Susmak Konuşmaktır Bazen Aslında
Tartışma çıkmasın, kimsenin tadı kaçmasın. Her konuştuğunda dayak yemiş, hakarete uğramış, iftira atılmış kadınlar, hayatta sevgiye, aile olmaya, aşka güvenlerini kaybetmiş.

Tartışma çıkmasın, kimsenin tadı kaçmasın. Her konuştuğunda dayak yemiş, hakarete uğramış, iftira atılmış kadınlar, hayatta sevgiye, aile olmaya, aşka güvenlerini kaybetmiş. Hiçbir kadının hayatta aşka, kendine güvenini kaybetmesine izin vermemeliyiz. Mesela benim kocamla farklı fikirlerde olduğumuz bir konu hakkında konuşmamız mümkün değil. Geçmişe dair hiçbir olayı ve söylenmiş hiçbir sözü unutmuyoruz. İlgisi olsun olmasın, konuşma sırasında geçmişten bir şeyleri hemen konuya dahil ediyoruz. Tabi orada ipler kopuyor ve karşılıklı bağrışmaya başlıyoruz. Bu nedenle bugüne kadar hiçbir konuyu tatlıya bağlayamadık ve her şeyi içimize attık.
Sevdiğimiz adamla bir ömür boyu mutlu yaşayacağımız inancıyla evlilik imzası atan biz kadınlar, mutsuz da olsak çocuklarımızı babalarından uzaklaştırmamak için devam ediyoruz, katlanıyoruz mutsuzluğa. Kadınlar hep daha sabırlı. Bir gün erkeğin değişeceği, evliliğin düzelebileceği ümidiyle yol almaya devam ediyor. Kendi umutlarını kendi besliyor. Kadınlar hep daha güçlü. Derdini anlatmaya çalışır, elinden gelenin fazlasını yapar. Susmak; konuşmaktır bazen aslında ama anlayana, harfsiz, kelimesiz, cümlesiz. Anlayan susmanın ifade ettiği tüm manayı okur suskunluğun derin yüzünde. Susarken bütün çığlıkların, hıçkırıkların, yalvarışların, isyanların düğümlenir kalır bir yerde.

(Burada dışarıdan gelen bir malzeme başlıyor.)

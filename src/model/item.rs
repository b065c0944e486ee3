use serde::{Deserialize, Serialize};
use std::fmt;

use super::ItemClass;

/// Rarity tier of an item (the API's `frameType`)
#[derive(Debug, Copy, Clone, Eq, PartialEq, Hash, Serialize, Deserialize)]
#[serde(rename_all = "snake_case")]
pub enum Rarity {
    Normal,
    Magic,
    Rare,
    Unique,
    Gem,
    Currency,
    DivinationCard,
    QuestItem,
    Prophecy,
    Relic,
}

impl Rarity {
    const BY_CODE: [Rarity; 10] = [
        Rarity::Normal,
        Rarity::Magic,
        Rarity::Rare,
        Rarity::Unique,
        Rarity::Gem,
        Rarity::Currency,
        Rarity::DivinationCard,
        Rarity::QuestItem,
        Rarity::Prophecy,
        Rarity::Relic,
    ];

    /// Map a raw frame type code, `None` when out of range
    pub fn from_code(code: i64) -> Option<Rarity> {
        usize::try_from(code)
            .ok()
            .and_then(|i| Self::BY_CODE.get(i).copied())
    }

    pub fn code(self) -> i64 {
        self as i64
    }

    /// Name used in the index and in textual queries
    pub fn name(self) -> &'static str {
        match self {
            Rarity::Normal => "normal",
            Rarity::Magic => "magic",
            Rarity::Rare => "rare",
            Rarity::Unique => "unique",
            Rarity::Gem => "gem",
            Rarity::Currency => "currency",
            Rarity::DivinationCard => "divination_card",
            Rarity::QuestItem => "quest_item",
            Rarity::Prophecy => "prophecy",
            Rarity::Relic => "relic",
        }
    }

    pub fn from_name(name: &str) -> Option<Rarity> {
        Self::BY_CODE.into_iter().find(|r| r.name() == name)
    }
}

impl fmt::Display for Rarity {
    fn fmt(&self, f: &mut fmt::Formatter<'_>) -> fmt::Result {
        f.write_str(self.name())
    }
}

/// One value of an item property, e.g. `("+12%", 0)`
#[derive(Debug, Clone, PartialEq, Serialize, Deserialize)]
#[serde(rename_all = "camelCase")]
pub struct ItemValue {
    pub value: String,
    pub value_type: i64,
    /// Fractional form of a percentage value ("40%" => 0.40)
    #[serde(default, skip_serializing_if = "Option::is_none")]
    pub effective_value: Option<f64>,
}

#[derive(Debug, Clone, PartialEq, Serialize, Deserialize)]
#[serde(rename_all = "camelCase")]
pub struct ItemProperty {
    pub name: String,
    pub display_mode: i64,
    #[serde(rename = "type", default, skip_serializing_if = "Option::is_none")]
    pub kind: Option<i64>,
    pub values: Vec<ItemValue>,
}

/// A normalized stash item as stored in the index
#[derive(Debug, Clone, PartialEq, Serialize, Deserialize)]
#[serde(rename_all = "camelCase")]
pub struct CanonicalItem {
    pub id: String,
    pub class: ItemClass,
    #[serde(rename = "frameType")]
    pub rarity: Rarity,
    #[serde(rename = "ilvl")]
    pub item_level: u32,
    #[serde(with = "flag")]
    pub identified: bool,
    #[serde(with = "flag")]
    pub corrupted: bool,
    #[serde(with = "flag")]
    pub verified: bool,
    #[serde(rename = "numSockets")]
    pub sockets: u32,
    #[serde(rename = "numLinks")]
    pub links: u32,
    pub tab_index: u32,
    pub name: String,
    pub type_line: String,
    #[serde(rename = "w")]
    pub width: u32,
    #[serde(rename = "h")]
    pub height: u32,
    pub x: u32,
    pub y: u32,
    #[serde(default)]
    pub icon: String,
    #[serde(default)]
    pub league: String,
    #[serde(default)]
    pub inventory_id: String,
    #[serde(default)]
    pub properties: Vec<ItemProperty>,
}

impl CanonicalItem {
    /// Short human readable line: item level, name and base type
    pub fn summary(&self) -> String {
        let name = if self.name.is_empty() { "[unid]" } else { self.name.as_str() };
        format!("{} {} {}", self.item_level, name, self.type_line)
    }

    /// Dimensions and stash grid position as `WxH:X,Y`
    pub fn position(&self) -> String {
        format!("{}x{}:{},{}", self.width, self.height, self.x, self.y)
    }
}

/// Serializes a boolean flag as 0/1
mod flag {
    use serde::{Deserialize, Deserializer, Serializer};

    pub fn serialize<S: Serializer>(value: &bool, serializer: S) -> Result<S::Ok, S::Error> {
        serializer.serialize_u8(u8::from(*value))
    }

    pub fn deserialize<'de, D: Deserializer<'de>>(deserializer: D) -> Result<bool, D::Error> {
        Ok(u8::deserialize(deserializer)? != 0)
    }
}

#[cfg(test)]
mod tests {
    use super::*;

    fn sample() -> CanonicalItem {
        CanonicalItem {
            id: "abc".to_string(),
            class: ItemClass::Helmet,
            rarity: Rarity::Rare,
            item_level: 68,
            identified: false,
            corrupted: true,
            verified: false,
            sockets: 4,
            links: 3,
            tab_index: 2,
            name: String::new(),
            type_line: "Hubris Circlet".to_string(),
            width: 2,
            height: 2,
            x: 10,
            y: 4,
            icon: String::new(),
            league: "Standard".to_string(),
            inventory_id: "Stash3".to_string(),
            properties: Vec::new(),
        }
    }

    #[test]
    fn test_rarity_codes() {
        assert_eq!(Rarity::from_code(0), Some(Rarity::Normal));
        assert_eq!(Rarity::from_code(2), Some(Rarity::Rare));
        assert_eq!(Rarity::from_code(9), Some(Rarity::Relic));
        assert_eq!(Rarity::from_code(10), None);
        assert_eq!(Rarity::from_code(-1), None);
        assert_eq!(Rarity::Rare.code(), 2);
    }

    #[test]
    fn test_rarity_names() {
        assert_eq!(Rarity::from_name("divination_card"), Some(Rarity::DivinationCard));
        assert_eq!(Rarity::from_name("legendary"), None);
    }

    #[test]
    fn test_flags_serialize_as_integers() {
        let json = serde_json::to_value(sample()).unwrap();
        assert_eq!(json["identified"], 0);
        assert_eq!(json["corrupted"], 1);
        assert_eq!(json["frameType"], "rare");
        assert_eq!(json["class"], "Helmet");

        let back: CanonicalItem = serde_json::from_value(json).unwrap();
        assert_eq!(back, sample());
    }

    #[test]
    fn test_summary_and_position() {
        let item = sample();
        assert_eq!(item.summary(), "68 [unid] Hubris Circlet");
        assert_eq!(item.position(), "2x2:10,4");
    }
}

Çoğu kişinin başından bazı olumsuz olaylar geçmiştir. Bir yakının ölümü, ağır bir hastalık, evlilikle ilgili sorunlar, ayrılık, işsizlik gibi nedenler mesela. Bazılarımız zor karşısında çabuk pes edebiliyoruz. Kimseyi incitmemeye, herkesi hoşnut etmeye çalışıyoruz. Bazılarımızsa aşırı duyarlı, titiz, sorumluluk duygusu çok daha fazla. Tıpkı benim çok sevdiğim bir arkadaşım gibi. 20 gün boyunca evinde ölü olarak bekleyen, 20 gün kimsenin kapısına gitmediği, telefon etmediği, merak etmediği arkadaşım. Hemen herkesi damgalıyoruz. Evde tek başına, boşanmış, bir erkek çocuğu olan, işsiz bu kadının karamsarlığına neden ortak olamadık. Kadınların birbirine destek olmaya, yan yana olmaya ne de çok ihtiyacı var oysa ki.